Sometimes, when I talk about this to anyone else, be it even if it’s someone I dearly love, I don’t know if they truly can’t understand me and have never faced failure, or if they are pretending. It’s like…..I am the only failure.
I know I have many things to look at, but deep down I am selfish.
I want to be perfect in EVERYTHING.
I know it’s impossible…..yet I dare to think of such. I regret typing this, trust me, it makes me feel like a total brat. Actually, only a day before yesterday I won a small poetry competition. And today when I got relatively lesser marks on my biology test, than what I aimed for, I came back to square one and felt like a loser…..again.
But I feel like I would accept failing easier, if I truly got the proof that there is no one on this earth who is perfect.
I know my life is more than understanding a chapter in physics.
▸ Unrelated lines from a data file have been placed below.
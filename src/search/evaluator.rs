//! Monte-Carlo evaluation of a single deck.
//!
//! ## Trial
//!
//! 1. Fresh [`SimulationState`] lending the deck's [`PrdHistory`]
//! 2. Uniform shuffle of the deck's card instances
//! 3. For each card: pre-card hook, then the card itself
//! 4. End-of-cycle hook
//! 5. Score = primary × secondary
//!
//! The PRD history is created once per evaluation and carried from trial
//! to trial, so retrigger chances self-correct over the whole run.

use serde::{Deserialize, Serialize};

use crate::core::{BuffSet, CraftTargets, RandomSource, SimError, SimResult, SimulationState};
use crate::effects::PrdHistory;
use crate::rules::{CraftingProfile, DeckContents};

use super::deck::{Deck, DeckComposition};

/// Aggregated statistics of one deck's trials.
#[derive(Clone, Debug, PartialEq, Serialize, Deserialize)]
pub struct EvaluationResult {
    /// Card name → copies.
    pub deck: DeckComposition,

    /// Trials run.
    pub trials: u32,

    /// Mean of primary × secondary.
    pub mean_score: f64,

    /// Percent of trials reaching each star threshold, in threshold order.
    #[serde(default, skip_serializing_if = "Option::is_none")]
    pub tier_hit_pct: Option<Vec<f64>>,

    /// Mean reward, `reward[tiers achieved]` averaged over trials.
    #[serde(default, skip_serializing_if = "Option::is_none")]
    pub expected_reward: Option<f64>,

    /// PRD history at the end of the evaluation.
    pub prd: PrdHistory,
}

impl EvaluationResult {
    /// Hit percentage of a tier (0 when the tier does not exist).
    #[must_use]
    pub fn tier_hit(&self, tier: usize) -> f64 {
        self.tier_hit_pct
            .as_ref()
            .and_then(|hits| hits.get(tier))
            .copied()
            .unwrap_or(0.0)
    }

    /// Expected reward per unit of resource cost.
    ///
    /// `None` without a reward table or with a zero cost.
    #[must_use]
    pub fn efficiency(&self, cost: u32) -> Option<f64> {
        match (self.expected_reward, cost) {
            (Some(_), 0) | (None, _) => None,
            (Some(reward), cost) => Some(reward / f64::from(cost)),
        }
    }
}

/// Runs trials of decks drawn from one profile against one set of targets.
#[derive(Debug)]
pub struct DeckEvaluator<'p> {
    profile: &'p CraftingProfile,
    targets: &'p CraftTargets,
    buffs: BuffSet,
}

impl<'p> DeckEvaluator<'p> {
    /// Create an evaluator. Fails if the targets are malformed.
    pub fn new(profile: &'p CraftingProfile, targets: &'p CraftTargets) -> SimResult<Self> {
        targets.validate()?;
        Ok(Self {
            profile,
            targets,
            buffs: targets.buffs(),
        })
    }

    /// Profile decks are drawn from.
    #[must_use]
    pub fn profile(&self) -> &'p CraftingProfile {
        self.profile
    }

    /// Scoring targets.
    #[must_use]
    pub fn targets(&self) -> &'p CraftTargets {
        self.targets
    }

    /// Evaluate a deck over `trials` independent trials.
    pub fn evaluate(
        &self,
        deck: &Deck,
        trials: u32,
        rng: &mut dyn RandomSource,
    ) -> SimResult<EvaluationResult> {
        if trials == 0 {
            return Err(SimError::ZeroTrials);
        }

        let kinds = deck.kinds(self.profile);
        let contents = DeckContents::new(&kinds);
        let mut order = deck.instances();
        let mut history = PrdHistory::new();

        let thresholds = self.targets.thresholds();
        let rewards = self.targets.wish_points.as_deref();
        let mut hits = vec![0u64; thresholds.len()];
        let mut score_sum = 0.0;
        let mut reward_sum = 0.0;

        for _ in 0..trials {
            rng.shuffle(&mut order);
            let score = self.run_trial(&order, &contents, &mut history, rng);

            score_sum += score;
            let tiers = self.targets.tiers_achieved(score);
            for hit in &mut hits[..tiers] {
                *hit += 1;
            }
            if let Some(rewards) = rewards {
                reward_sum += rewards.get(tiers).copied().unwrap_or(0.0);
            }
        }

        let n = f64::from(trials);
        Ok(EvaluationResult {
            deck: deck.composition(self.profile),
            trials,
            mean_score: score_sum / n,
            tier_hit_pct: (!thresholds.is_empty())
                .then(|| hits.iter().map(|&h| h as f64 * 100.0 / n).collect()),
            expected_reward: rewards.map(|_| reward_sum / n),
            prd: history,
        })
    }

    /// Play one trial in the given order and return its score.
    pub fn run_trial(
        &self,
        order: &[usize],
        contents: &DeckContents<'_>,
        history: &mut PrdHistory,
        rng: &mut dyn RandomSource,
    ) -> f64 {
        let mut state = SimulationState::new(history, &self.buffs);
        for &slot in order {
            self.profile.pre_card(&mut state, rng);
            self.profile.play_slot(slot, &mut state, rng);
        }
        self.profile.end_of_cycle(contents, &mut state, rng);
        state.score()
    }
}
I know it’s more than stressing over not paying attention in chemistry class because of looking at memes. (I feel guilty enough. Okay? Don’t rub it in.)
But is it? Maybe this is just a step to my purpose. And I keep slipping from each step. I go one step up and feel like I’m on cloud 9. Because of that I miss the next step and slip and tumble down with no friction, support or whatsoever. It happens so fast. And I’m on the uneven ground again.
I wish……… I really wish I knew if perfect existed. I’m not jealous.
I have this fear that, whatever I’m good at right now, it will go away in just a second.
I wasn’t the brightest in primary school, and I had some dark feelings. I hated that feeling where everyone would look down at myself. Even when I did too. I wouldn’t want to walk in pubic places, even if it’s new, cause I was failing consecutively. It’s horrible to feel like that. My heart would beat extra hard, and wherever I went I would have the same thought loop that said,
“ You aren’t worth walking here. How can you, when you couldn’t even do something that half the kids of your age could do so easily?”
But now, I try to work hard. I don’t wanna go back to that. I start sobbing thinking of that, because I went through that alone, and you can’t judge me for something that I felt, broke, and survived through. Even if it was a small thing, or if it was in primary school. I went through it. Not you.
I now study so much, with extra hard work with that thought clear in my head. But this time, as I am in high school, and pray I won’t lose what I have or else it would be extra hard to be able to discover the light to anything at all.
And it may be even more hard to believe the existence of hope after school, if I lose what I have..
I once was studying for this biology test and I was looking at my phone for solving quizzes ….(I think. But I definitely don’t think I was looking at memes.) And my dad out of nowhere, saw my messy table scattered with notes and pens, useless sticky notes, you name it, and started telling me, “You never learn to clean your study table. Look at this mess! And I see you always chatting with your friends. You have changed, you aren’t staying up till late to study like you used to and always have your eyes on the phone!”
And I knew he was correct.
So for an hour I had tears in my eyes, a huge lump in my throat as I studied why the sclerenchymatous tissue was also called as dead cells.
Call me dramatic.
I call myself that too.
I don’t want to type this because I know I’m being bratty. There are people who don’t have half of what I am privileged with. And I dare to act like this? I hate myself.
But I can’t hate myself.
Cause the universe maybe took billions of years to make me alone and I just so easily say that I hate me?
And I so easily scratch myself in anger until I draw blood so I can punish myself?
I thought then……..why don’t I destroy something that I made with my hard work?
When I tried to delete my poetry on a site, I couldn’t.
I just couldn’t.
I was proud to see that I had a talent to write poetry at this age.
I was proud.
But I was ashamed of being proud.
I don’t know what I’m talking about to be honest. I really don’t.
But I just wish sometimes failure was okay in this world. I wish I wouldn’t get that lump in my throat, or feel my heart drop, or feel like my life is crashing whenever I face failure.
I wish failure would be a blessing, just as success is seen as one.
I know wishes come true…..But how much more patient can I remain?